A New Shot at Fighting Obesity
By John Travis
In another sign that people in the United States are losing the battle of the bulging waistlines, the New York Times recently ran a front-page story on the legion of people resorting to drastic obesity-fighting operations such as gastric bypass surgery. “Doctors and hospitals across the country are scrambling to satisfy the booming demand for surgery that shrinks the stomachs of severely obese people,” the paper noted.
These are people unable to control their weight through diet and exercise. And current appetite suppressants aren’t effective enough for them or pose a health risk when taken for long periods.
Researchers who recognize the need for new obesity-fighting drugs are searching for such medicines among the complex web of biochemical signals that controls appetite. Two recent reports suggest that investigators are making progress in their quest but that its end is far from near.
Both studies come from a London-based group led by Stephen R. Bloom of Hammersmith Hospital.

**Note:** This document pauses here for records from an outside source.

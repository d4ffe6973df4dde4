//! Lenient decoding helpers for identifiers as the match server sends them.
//!
//! Stored documents use string ids, turn numbers sometimes arrive as plain
//! integers, and player references may be populated documents.

use serde::{Deserialize, Deserializer};

#[derive(Deserialize)]
#[serde(untagged)]
enum WireId {
    Text(String),
    Number(i64),
}

impl From<WireId> for String {
    fn from(id: WireId) -> Self {
        match id {
            WireId::Text(text) => text,
            WireId::Number(number) => number.to_string(),
        }
    }
}

#[derive(Deserialize)]
#[serde(untagged)]
enum WireRef {
    Id(WireId),
    Document {
        #[serde(rename = "_id")]
        id: WireId,
        #[serde(default)]
        username: Option<String>,
    },
}

impl WireRef {
    /// The referenced id, whether or not the document was populated
    fn into_id(self) -> String {
        match self {
            WireRef::Id(id) | WireRef::Document { id, .. } => id.into(),
        }
    }

    /// The username when populated, the id otherwise
    fn into_label(self) -> String {
        match self {
            WireRef::Document { username: Some(name), .. } => name,
            other => other.into_id(),
        }
    }
}

/// Plain identifiers: strings, or integers rendered as strings
pub(crate) fn id<'de, D: Deserializer<'de>>(deserializer: D) -> Result<String, D::Error> {
    WireId::deserialize(deserializer).map(String::from)
}

pub(crate) fn optional_id<'de, D: Deserializer<'de>>(deserializer: D) -> Result<Option<String>, D::Error> {
    Ok(Option::<WireId>::deserialize(deserializer)?.map(String::from))
}

/// Identity fields: compared against the local user id
pub(crate) fn reference_id<'de, D: Deserializer<'de>>(deserializer: D) -> Result<String, D::Error> {
    WireRef::deserialize(deserializer).map(WireRef::into_id)
}

pub(crate) fn optional_reference_id<'de, D: Deserializer<'de>>(deserializer: D) -> Result<Option<String>, D::Error> {
    Ok(Option::<WireRef>::deserialize(deserializer)?.map(WireRef::into_id))
}

/// Display-only fields: shown to the player as is
pub(crate) fn label<'de, D: Deserializer<'de>>(deserializer: D) -> Result<String, D::Error> {
    WireRef::deserialize(deserializer).map(WireRef::into_label)
}

pub(crate) fn optional_label<'de, D: Deserializer<'de>>(deserializer: D) -> Result<Option<String>, D::Error> {
    Ok(Option::<WireRef>::deserialize(deserializer)?.map(WireRef::into_label))
}

/// Win counters may be missing or null on freshly created matches
pub(crate) fn count<'de, D: Deserializer<'de>>(deserializer: D) -> Result<u32, D::Error> {
    Ok(Option::<u32>::deserialize(deserializer)?.unwrap_or(0))
}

Among obesity researchers, Bloom has been one of the most outspoken and optimistic about the potential for finding natural ways to trick a body into wanting less food. His group recently identified a hormone, made by the intestine, that appears to shut off hunger after a meal. Dubbed PYY, short for peptide YY3–36, it appears to be a natural counterpart to the hunger-inducing hormone ghrelin, (SN: 2/16/02, p. 107: The Hunger Hormone?). Whereas ghrelin concentrations in the blood rise before a meal and plummet after, PYY does the opposite. The stomach secretes ghrelin, the small intestine secretes PYY, and both signals appear to act on regions in the brain that control appetite.
Last year, Bloom and his colleagues showed that people of normal weight injected with PYY ate about one-third less at a buffet than did untreated individuals (SN: 8/10/02, p. 83: Available to subscribers at Fullness Factor: Gut hormone tells brain the stomach is well fed). Now, in the Sept. 4 New England Journal of Medicine (NEJM), they report that PYY similarly suppresses appetite in lean and overweight human volunteers. That’s a potentially critical finding, given the roller-coaster history of leptin, another hormone that stirred dreams of a miracle weight-loss drug. While leptin can also stifle the drive to eat, most obese people don’t lack the hormone. Instead, they seem to be resistant to its effects, so leptin injections haven’t produced much weight loss in many of the obese people tested so far.

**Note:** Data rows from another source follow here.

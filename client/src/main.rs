use std::fs::File;
use std::sync::{Arc, Mutex};
use std::thread;

use chifumi_client::api::HttpMatchApi;
use chifumi_client::config::Config;
use chifumi_client::event_stream::HttpEventTransport;
use chifumi_client::state::SessionState;
use chifumi_client::ui::{self, Command};
use chifumi_client::MatchSession;
use colored::*;
use rustyline::DefaultEditor;
use tokio::sync::mpsc;
use tracing::{debug, info};
use tracing_subscriber::{layer::SubscriberExt, util::SubscriberInitExt};

const LOG_FILE: &str = "client.log";

#[tokio::main]
async fn main() {
    dotenvy::dotenv().ok();

    if let Err(e) = init_tracing() {
        eprintln!("Could not open {LOG_FILE}: {e}");
    }

    let mut args = std::env::args().skip(1);
    let Some(match_id) = args.next() else {
        eprintln!("Usage: chifumi-client <match-id> [config.json]");
        std::process::exit(2);
    };
    let config_path = args.next().unwrap_or_else(|| "config.json".to_string());

    if let Err(e) = start_app(&match_id, &config_path).await {
        eprintln!("Error: {e}");
        std::process::exit(1);
    }
}

/// Logs go to a file so they do not tear up the terminal view
fn init_tracing() -> std::io::Result<()> {
    let file = File::create(LOG_FILE)?;
    let env_filter = tracing_subscriber::EnvFilter::try_from_default_env().unwrap_or_else(|_| "info".into());

    tracing_subscriber::registry()
        .with(env_filter)
        .with(
            tracing_subscriber::fmt::layer()
                .with_writer(Mutex::new(file))
                .with_ansi(false),
        )
        .init();
    Ok(())
}

async fn start_app(match_id: &str, config_path: &str) -> Result<(), Box<dyn std::error::Error>> {
    let mut config = Config::load_from(config_path)?;
    config.apply_env();
    let credentials = SessionState::from_config(&config)?;
    info!(server_url = %credentials.server_url, user_id = %credentials.user_id, "starting");

    let api = Arc::new(HttpMatchApi::new(credentials.clone()));
    let transport = Arc::new(HttpEventTransport::new(credentials.clone()));
    let mut session = MatchSession::new(&credentials, api, transport, config.retry_delay());
    let mut connection = session.watch_connection();
    let mut input = spawn_input_reader();

    session.activate(match_id).await;
    ui::render(session.store(), session.connection_state(), &credentials.user_id);

    loop {
        tokio::select! {
            update = session.next_update() => {
                let Some(update) = update else { break };
                debug!(?update, "session updated");
            }
            changed = connection.changed() => {
                if changed.is_err() {
                    break;
                }
            }
            line = input.recv() => {
                let Some(line) = line else { break };
                if line.trim().is_empty() {
                    continue;
                }

                match ui::parse_command(&line) {
                    Ok(Command::Play(choice, turn)) => {
                        if let Err(rejection) = session.play(choice, turn) {
                            info!(reason = %rejection, "move not sent");
                        }
                    }
                    Ok(Command::Refresh) => session.refresh(),
                    Ok(Command::Help) => {
                        println!("{}", ui::HELP.dimmed());
                        continue;
                    }
                    Ok(Command::Quit) => break,
                    Err(e) => {
                        println!("{}", e.red());
                        continue;
                    }
                }
            }
        }

        ui::render(session.store(), session.connection_state(), &credentials.user_id);
    }

    session.deactivate().await;
    println!("\n{}", "Goodbye!".cyan());
    Ok(())
}

/// rustyline blocks, so it gets its own thread. Closing the channel means quit.
fn spawn_input_reader() -> mpsc::UnboundedReceiver<String> {
    let (tx, rx) = mpsc::unbounded_channel();

    thread::spawn(move || {
        let Ok(mut editor) = DefaultEditor::new() else {
            return;
        };

        while let Ok(line) = editor.readline("> ") {
            let _ = editor.add_history_entry(line.as_str());
            if tx.send(line).is_err() {
                break;
            }
        }
    });

    rx
}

In contrast to leptin, obese people have less PYY in their blood than lean people do, Bloom and his colleagues report in their NEJM paper. Furthermore, the obese individuals released less PYY into their bloodstreams after a meal. These findings suggest that PYY could be at the heart of at least some cases of human obesity, the researchers contend.
Highlighting the complexity of appetite regulation, however, PYY has a hormone relative called pancreatic polypeptide (PP). Its blood concentration also rises after a meal. Furthermore, studies of obese people and people with the undereating syndrome called anorexia nervosa–groups that have low and high blood concentrations of PP, respectively–have hinted that the hormone influences food intake. Bloom and his colleagues have now proven that.
In the August Journal of Clinical Endocrinology and Metabolism, they report that people of normal weight injected with PP before a buffet lunch ate about 21 percent less than if they received a premeal injection of an inert saline solution. People getting the PP also reported feeling less hungry.
Whereas PYY appears to suppress appetite by lowering ghrelin concentrations in the blood, PP doesn’t seem to alter ghrelin, leptin, or any other hormone linked to eating. Bloom says that PYY is a more promising drug lead since it suppresses appetite at lower doses than PP does. Given obesity researchers’ disappointment with leptin, however, he’s wary of expressing too much confidence in PYY’s chances.
“Leptin failed because the overweight turned out to have very high levels and were resistant–not the case for PYY. Since PYY is responsible for loss of appetite after every meal . . . I am hopeful,” Bloom told Science News.
In a commentary accompanying the NEJM report on PYY, Judith Korner and Rudolph Leibel, both of Columbia University, also express cautious optimism that scientists’ growing insight into the control of appetite regulation will pay off. “It is unlikely that any one molecule or derivative will provide a magic bullet to induce and maintain weight loss. Successful pharmacological treatment for obesity may be possible only by simultaneously targeting the interlocking, redundant systems that drive food intake and act to resist the loss of body fat,” they conclude.